Can tabs bring joy to sick kids – so collect them
Walking into a Castleton Elementary School fourth grade classroom with about 30 excited faces ready to listen, Tammy Keech Arruda, with a can tab chain around her neck, began explaining her tab collection project that raises money for Shriners Hospitals for Children. It’s funny how something so small, something so simple can make such a big difference in the lives of ill children. The tab is the only pure aluminum part of the can and Shriners Hospitals – through efforts like Arruda’s — collect them to be recycled.
The hospitals currently get between 45 to 65 cents per pound of the recycled tabs and it takes 1,200 to 1,400 tabs to make a pound.
With it costing $1.6 million dollars every day to operate the 22 hospitals located around the United States, Mexico and Canada, every tab helps to raise money to aid children at Shriners hospitals who are burn victims, have orthopedic conditions, spinal cord injuries and other serious health problems. Children under the age of 18 are accepted to these hospitals and the cost. Care is free.

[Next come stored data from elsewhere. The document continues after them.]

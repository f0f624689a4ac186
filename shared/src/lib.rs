//! Shared types for the storefront order core
//!
//! Data model and wire-visible types used across crates: catalog models,
//! cart/order types, the order status state machine, and the recoverable
//! error taxonomy.

pub mod error;
pub mod models;
pub mod order;

// Re-exports
pub use serde::{Deserialize, Serialize};

pub use error::{PromoError, TransitionError, ValidationFailure};
pub use order::{OrderStatus, PricingSummary};
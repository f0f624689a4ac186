//! Delivery Interval Model

use chrono::{DateTime, NaiveTime, Utc};
use serde::{Deserialize, Serialize};

/// Delivery interval entity (reference data, admin managed)
///
/// `time_from`/`time_to` is the delivery window shown to the customer;
/// `available_from`/`available_to` is the window during which the interval
/// may still be selected. All four are "HH:MM" strings.
#[derive(Debug, Clone, Serialize, Deserialize)]
pub struct DeliveryInterval {
    pub id: i64,
    pub name: String,
    pub time_from: String,
    pub time_to: String,
    pub available_from: String,
    pub available_to: String,
    #[serde(default = "default_true")]
    pub is_active: bool,
    #[serde(default)]
    pub sort_order: i32,
}

fn default_true() -> bool {
    true
}

/// Delivery interval as exposed to the storefront, with availability
/// computed against the current time
#[derive(Debug, Clone, Serialize, Deserialize, PartialEq)]
pub struct DeliveryIntervalSlot {
    pub id: i64,
    pub name: String,
    pub time_from: String,
    pub time_to: String,
    #[serde(default)]
    pub is_available_now: bool,
}

impl DeliveryInterval {
    /// Whether the interval can be selected at `now`.
    ///
    /// Selection windows crossing midnight (from > to) wrap around.
    /// A malformed window makes the interval unavailable.
    pub fn is_available_at(&self, now: DateTime<Utc>) -> bool {
        let (Ok(from), Ok(to)) = (
            NaiveTime::parse_from_str(&self.available_from, "%H:%M"),
            NaiveTime::parse_from_str(&self.available_to, "%H:%M"),
        ) else {
            return false;
        };
        let current = now.time();
        if from <= to {
            from <= current && current <= to
        } else {
            current >= from || current <= to
        }
    }

    /// Storefront view of this interval, availability computed at `now`.
    pub fn to_slot(&self, now: DateTime<Utc>) -> DeliveryIntervalSlot {
        DeliveryIntervalSlot {
            id: self.id,
            name: self.name.clone(),
            time_from: self.time_from.clone(),
            time_to: self.time_to.clone(),
            is_available_now: self.is_active && self.is_available_at(now),
        }
    }
}
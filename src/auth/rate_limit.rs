//! Per-key sliding-window rate limiting.
//!
//! Each key holds the timestamps of its admitted requests within the trailing
//! window. Admission drops expired timestamps, compares the remainder against
//! the key's limit, and appends on success. A background sweeper removes
//! buckets that have gone empty. Single-process; no cross-instance
//! coordination.

use std::collections::HashMap;
use std::sync::Mutex;
use std::time::{Duration, Instant};

use crate::constants::{RATE_GC_INTERVAL_SECS, RATE_WINDOW_SECS};
use crate::error::GatewayError;

pub struct RateLimiter {
    buckets: Mutex<HashMap<String, Vec<Instant>>>,
}

impl Default for RateLimiter {
    fn default() -> Self {
        Self::new()
    }
}

impl RateLimiter {
    pub fn new() -> Self {
        Self {
            buckets: Mutex::new(HashMap::new()),
        }
    }

    /// Admit or reject a request for `key_id`. `None` means unlimited.
    pub fn check(&self, key_id: &str, limit: Option<u32>) -> Result<(), GatewayError> {
        let Some(limit) = limit else {
            return Ok(());
        };

        let now = Instant::now();
        let window = Duration::from_secs(RATE_WINDOW_SECS);

        let mut buckets = self.buckets.lock().expect("rate bucket lock poisoned");
        let bucket = buckets.entry(key_id.to_string()).or_default();
        bucket.retain(|t| now.duration_since(*t) < window);

        if bucket.len() >= limit as usize {
            return Err(GatewayError::RateLimitExceeded(format!(
                "Rate limit of {limit} requests per minute exceeded"
            )));
        }

        bucket.push(now);
        Ok(())
    }

    /// Drop buckets whose every timestamp has aged out.
    pub fn sweep(&self) {
        let now = Instant::now();
        let window = Duration::from_secs(RATE_WINDOW_SECS);
        let mut buckets = self.buckets.lock().expect("rate bucket lock poisoned");
        buckets.retain(|_, bucket| {
            bucket.retain(|t| now.duration_since(*t) < window);
            !bucket.is_empty()
        });
    }

    pub fn bucket_count(&self) -> usize {
        self.buckets.lock().expect("rate bucket lock poisoned").len()
    }
}

/// Periodic GC task. Detached for the process lifetime.
pub fn spawn_gc(limiter: std::sync::Arc<RateLimiter>) {
    tokio::spawn(async move {
        let mut interval =
            tokio::time::interval(Duration::from_secs(RATE_GC_INTERVAL_SECS));
        interval.tick().await; // first tick fires immediately
        loop {
            interval.tick().await;
            limiter.sweep();
        }
    });
}

#[cfg(test)]
mod tests {
    use super::*;

    #[test]
    fn test_admits_up_to_limit_and_rejects_next() {
        let limiter = RateLimiter::new();
        for _ in 0..3 {
            assert!(limiter.check("k1", Some(3)).is_ok());
        }
        let err = limiter.check("k1", Some(3)).unwrap_err();
        assert!(matches!(err, GatewayError::RateLimitExceeded(_)));
    }

    #[test]
    fn test_unlimited_key_never_rejects() {
        let limiter = RateLimiter::new();
        for _ in 0..1000 {
            assert!(limiter.check("k1", None).is_ok());
        }
        // Unlimited keys never allocate a bucket
        assert_eq!(limiter.bucket_count(), 0);
    }

    #[test]
    fn test_buckets_are_per_key() {
        let limiter = RateLimiter::new();
        assert!(limiter.check("a", Some(1)).is_ok());
        assert!(limiter.check("b", Some(1)).is_ok());
        assert!(limiter.check("a", Some(1)).is_err());
        assert!(limiter.check("b", Some(1)).is_err());
    }

    #[test]
    fn test_sweep_removes_empty_buckets_only() {
        let limiter = RateLimiter::new();
        limiter.check("live", Some(5)).unwrap();
        {
            let mut buckets = limiter.buckets.lock().unwrap();
            buckets.insert(
                "dead".into(),
                vec![Instant::now() - Duration::from_secs(RATE_WINDOW_SECS + 5)],
            );
        }
        assert_eq!(limiter.bucket_count(), 2);
        limiter.sweep();
        assert_eq!(limiter.bucket_count(), 1);
    }
}
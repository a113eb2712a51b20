//! Anthropic agent adapter.
//!
//! The agent protocol is a single-turn query over an event stream: one
//! system prompt, one user prompt, namespaced tools the model may call but
//! the adapter never executes. Multi-turn canonical conversations are folded
//! into the system prompt (`prompt`), tool calls are captured and forwarded
//! to the caller (`stream`, `tools`), and prompted `<thinking>` output is
//! extracted back out (`thinking`).

pub mod prompt;
pub mod stream;
pub mod thinking;
pub mod tools;
pub mod wire;

use async_trait::async_trait;
use futures_util::TryStreamExt;
use serde::Deserialize;
use serde_json::Value;

use crate::auth::Credential;
use crate::constants::{AGENT_OWNED_BY, ANTHROPIC_MODELS_URL};
use crate::error::{GatewayError, sanitize_secrets};
use crate::openai::{
    ChatRequest, ChatResponse, Choice, FunctionCall, ModelEntry, ResponseMessage, ToolCall,
    Usage, generate_call_id, generate_chat_id, now_unix,
};
use crate::providers::{Provider, SseStream};
use crate::store::ProviderType;

use prompt::build_query;
use stream::{AgentStreamContext, agent_sse_stream};
use thinking::extract_leading_thinking;
use tools::strip_tool_name;
use wire::{AgentUsage, build_models_request, build_query_request};

pub struct ClaudeAgentProvider {
    http: reqwest::Client,
}

impl ClaudeAgentProvider {
    pub fn new(http: reqwest::Client) -> Self {
        Self { http }
    }
}

fn oauth_token(credential: &Credential) -> Result<&str, GatewayError> {
    match credential {
        Credential::OAuth(token) => Ok(token),
        _ => Err(GatewayError::Unauthorized(
            "Anthropic account is not connected".into(),
        )),
    }
}

/// Pull the upstream error message out of an error body, falling back to the
/// raw text.
fn upstream_error_message(text: &str) -> String {
    serde_json::from_str::<Value>(text)
        .ok()
        .and_then(|v| {
            v.pointer("/error/message")
                .and_then(|m| m.as_str())
                .map(|m| m.to_string())
        })
        .unwrap_or_else(|| text.to_string())
}

#[derive(Debug, Deserialize)]
struct AgentResponse {
    #[serde(default)]
    content: Vec<Value>,
    #[serde(default)]
    stop_reason: Option<String>,
    #[serde(default)]
    usage: Option<AgentUsage>,
}

#[async_trait]
impl Provider for ClaudeAgentProvider {
    fn name(&self) -> ProviderType {
        ProviderType::AnthropicAgent
    }

    async fn complete(
        &self,
        request: &ChatRequest,
        credential: &Credential,
    ) -> Result<ChatResponse, GatewayError> {
        let token = oauth_token(credential)?;
        let query = build_query(request, &request.model)?;

        let response = build_query_request(&self.http, token, false)
            .json(&query.body)
            .send()
            .await
            .map_err(|e| GatewayError::provider(sanitize_secrets(&e.to_string())))?;

        let status = response.status();
        let text = response.text().await.unwrap_or_default();
        if !status.is_success() {
            return Err(GatewayError::from_upstream_status(
                status.as_u16(),
                sanitize_secrets(&upstream_error_message(&text)),
            ));
        }

        let parsed: AgentResponse = serde_json::from_str(&text).map_err(|e| {
            GatewayError::provider(format!("Failed to parse agent response: {e}"))
        })?;

        let mut text_out = String::new();
        let mut reasoning = String::new();
        let mut tool_calls: Vec<ToolCall> = Vec::new();

        for block in &parsed.content {
            match block.get("type").and_then(|t| t.as_str()) {
                Some("text") => {
                    if let Some(t) = block.get("text").and_then(|t| t.as_str()) {
                        text_out.push_str(t);
                    }
                }
                Some("thinking") => {
                    if let Some(t) = block.get("thinking").and_then(|t| t.as_str()) {
                        reasoning.push_str(t);
                    }
                }
                Some("tool_use") => {
                    let name = block.get("name").and_then(|n| n.as_str()).unwrap_or_default();
                    let input = block.get("input").cloned().unwrap_or(Value::Null);
                    tool_calls.push(ToolCall {
                        id: generate_call_id(),
                        call_type: "function".to_string(),
                        function: FunctionCall {
                            name: strip_tool_name(name),
                            arguments: if input.is_null() {
                                "{}".to_string()
                            } else {
                                input.to_string()
                            },
                        },
                    });
                }
                Some("image") => {
                    // Inline image output as markdown
                    if let (Some(media_type), Some(data)) = (
                        block.pointer("/source/media_type").and_then(|m| m.as_str()),
                        block.pointer("/source/data").and_then(|d| d.as_str()),
                    ) {
                        text_out
                            .push_str(&format!("![image](data:{media_type};base64,{data})"));
                    }
                }
                _ => {}
            }
        }

        // Prompted thinking comes back inline; strip the leading block when
        // the caller asked for it. Unanchored blocks pass through untouched.
        if query.thinking_requested
            && let Some((extracted, rest)) = extract_leading_thinking(&text_out)
        {
            reasoning.push_str(&extracted);
            text_out = rest;
        }

        let finish_reason = if !tool_calls.is_empty() {
            Some("tool_calls".to_string())
        } else {
            match parsed.stop_reason.as_deref() {
                Some("end_turn") => Some("stop".to_string()),
                Some("max_tokens") => Some("length".to_string()),
                Some("tool_use") => Some("tool_calls".to_string()),
                Some(other) => Some(other.to_string()),
                None => Some("stop".to_string()),
            }
        };

        let usage = parsed
            .usage
            .map(|u| Usage::new(u.input_tokens, u.output_tokens));

        Ok(ChatResponse {
            id: generate_chat_id(),
            object: "chat.completion".to_string(),
            created: now_unix(),
            model: request.model.clone(),
            choices: vec![Choice {
                index: 0,
                message: ResponseMessage {
                    role: "assistant".to_string(),
                    content: if text_out.is_empty() {
                        None
                    } else {
                        Some(text_out)
                    },
                    reasoning_content: if reasoning.is_empty() {
                        None
                    } else {
                        Some(reasoning)
                    },
                    tool_calls: if tool_calls.is_empty() {
                        None
                    } else {
                        Some(tool_calls)
                    },
                },
                finish_reason,
            }],
            usage,
        })
    }

    async fn stream(
        &self,
        request: &ChatRequest,
        credential: &Credential,
    ) -> Result<SseStream, GatewayError> {
        let token = oauth_token(credential)?;
        let query = build_query(request, &request.model)?;

        let response = build_query_request(&self.http, token, true)
            .json(&query.body)
            .send()
            .await
            .map_err(|e| GatewayError::provider(sanitize_secrets(&e.to_string())))?;

        if !response.status().is_success() {
            let status = response.status().as_u16();
            let text = response.text().await.unwrap_or_default();
            return Err(GatewayError::from_upstream_status(
                status,
                sanitize_secrets(&upstream_error_message(&text)),
            ));
        }

        let upstream = response.bytes_stream().map_err(std::io::Error::other);
        let ctx = AgentStreamContext {
            id: generate_chat_id(),
            created: now_unix(),
            model: request.model.clone(),
            thinking_requested: query.thinking_requested,
            include_usage: request.include_usage(),
        };

        Ok(agent_sse_stream(upstream, ctx))
    }

    async fn list_models(
        &self,
        credential: &Credential,
    ) -> Result<Vec<ModelEntry>, GatewayError> {
        let token = oauth_token(credential)?;
        let response = build_models_request(&self.http, ANTHROPIC_MODELS_URL, token)
            .send()
            .await
            .map_err(|e| GatewayError::provider(sanitize_secrets(&e.to_string())))?;

        let status = response.status();
        let text = response.text().await.unwrap_or_default();
        if !status.is_success() {
            return Err(GatewayError::from_upstream_status(
                status.as_u16(),
                sanitize_secrets(&upstream_error_message(&text)),
            ));
        }

        let body: Value = serde_json::from_str(&text)
            .map_err(|e| GatewayError::provider(format!("Failed to parse model list: {e}")))?;

        let models = body
            .get("data")
            .and_then(|d| d.as_array())
            .map(|entries| {
                entries
                    .iter()
                    .filter_map(|m| m.get("id").and_then(|id| id.as_str()))
                    .map(|id| ModelEntry::new(id, AGENT_OWNED_BY))
                    .collect()
            })
            .unwrap_or_default();

        Ok(models)
    }
}

#[cfg(test)]
mod tests {
    use super::*;

    #[test]
    fn test_upstream_error_message_extraction() {
        let text = r#"{"type":"error","error":{"type":"overloaded_error","message":"busy"}}"#;
        assert_eq!(upstream_error_message(text), "busy");
        assert_eq!(upstream_error_message("plain failure"), "plain failure");
    }

    #[test]
    fn test_oauth_token_requires_oauth_credential() {
        assert!(oauth_token(&Credential::OAuth("tok".into())).is_ok());
        assert!(oauth_token(&Credential::ApiKey("sk".into())).is_err());
    }
}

“Every year it gets a little bigger,” Arruda said of the tab project. “I’m hoping by next year to have it in all the schools in our district.”
Arruda began this project 10 years ago when her father, who was a Shriner, passed away.
“Friends kept giving me tabs to give to my dad,” Arruda said passing a picture around to the class of her father in his Shriners fez, while explaining how she thought it would be great to start a program with students.
“I chose fourth graders because they are young enough that they listen to what you say,” Arruda said calling the kids “little messengers” because they like to tell everyone about what they have learned.
The name of the project is Collecting & Connecting, Together for Children. Arruda has pioneered this tab collection program at Castleton Elementary School, the Village School and Castleton State College.
Castleton Village school seventh and eighth graders must complete 10 hours of community service each year and the tab project is one program they get involved in. The students earn their community service hours be stringing the can tabs and last year went to the beverage center for three hours to remove tabs from cans.
“They get so hyped up about it,” Arruda said, explaining how each student gets a string the length of their body and are responsible for filling it with tabs by the end of the school year. The strings are then tied together in May to see how far it will go. Last year there was approximately 550 feet of stringed tabs from the college and the elementary and village school.
The goal for this year is for the string to run the length of Seminary Street to the top of the steps of Woodruff Hall.
Each year the project has raised more money than the previous year, Arruda said. Last year $1,100 was raised. The money was split between the Springfield and Boston, Mass. hospitals because they treat children from this area. The money raised from the tabs can fund medical needs, but p[roject organizers decided they’d rather fund non-medical items like toys and birthday parties for the children.
“The money goes to the kinds of things that make them feel at home,” Arruda said. “It’s kids helping kids.”
Jan Rousse, assistant director at The Stafford Center for Support and Study of the Community here at Castleton, has helped to bring the tab program to the college. C.S.C. has been involved with the program for five or six years, but the success of the program here on campus is questionable.
“I never knew what they were for,” a senior standing near a collection bucket said. In the past, the sorority Zeta Omega, helped with the project but no longer does.
“I’m looking for someone to work with me in regards to this. It takes little time, just some planning,” Rousse said. In the past, Rousse took a bus of students to the Shriners hospitals in Springfield and Boston so they could see how the hospital works.
“It’s very rewarding and touches your heart,” she said. “Words can’t even express what they do for children.”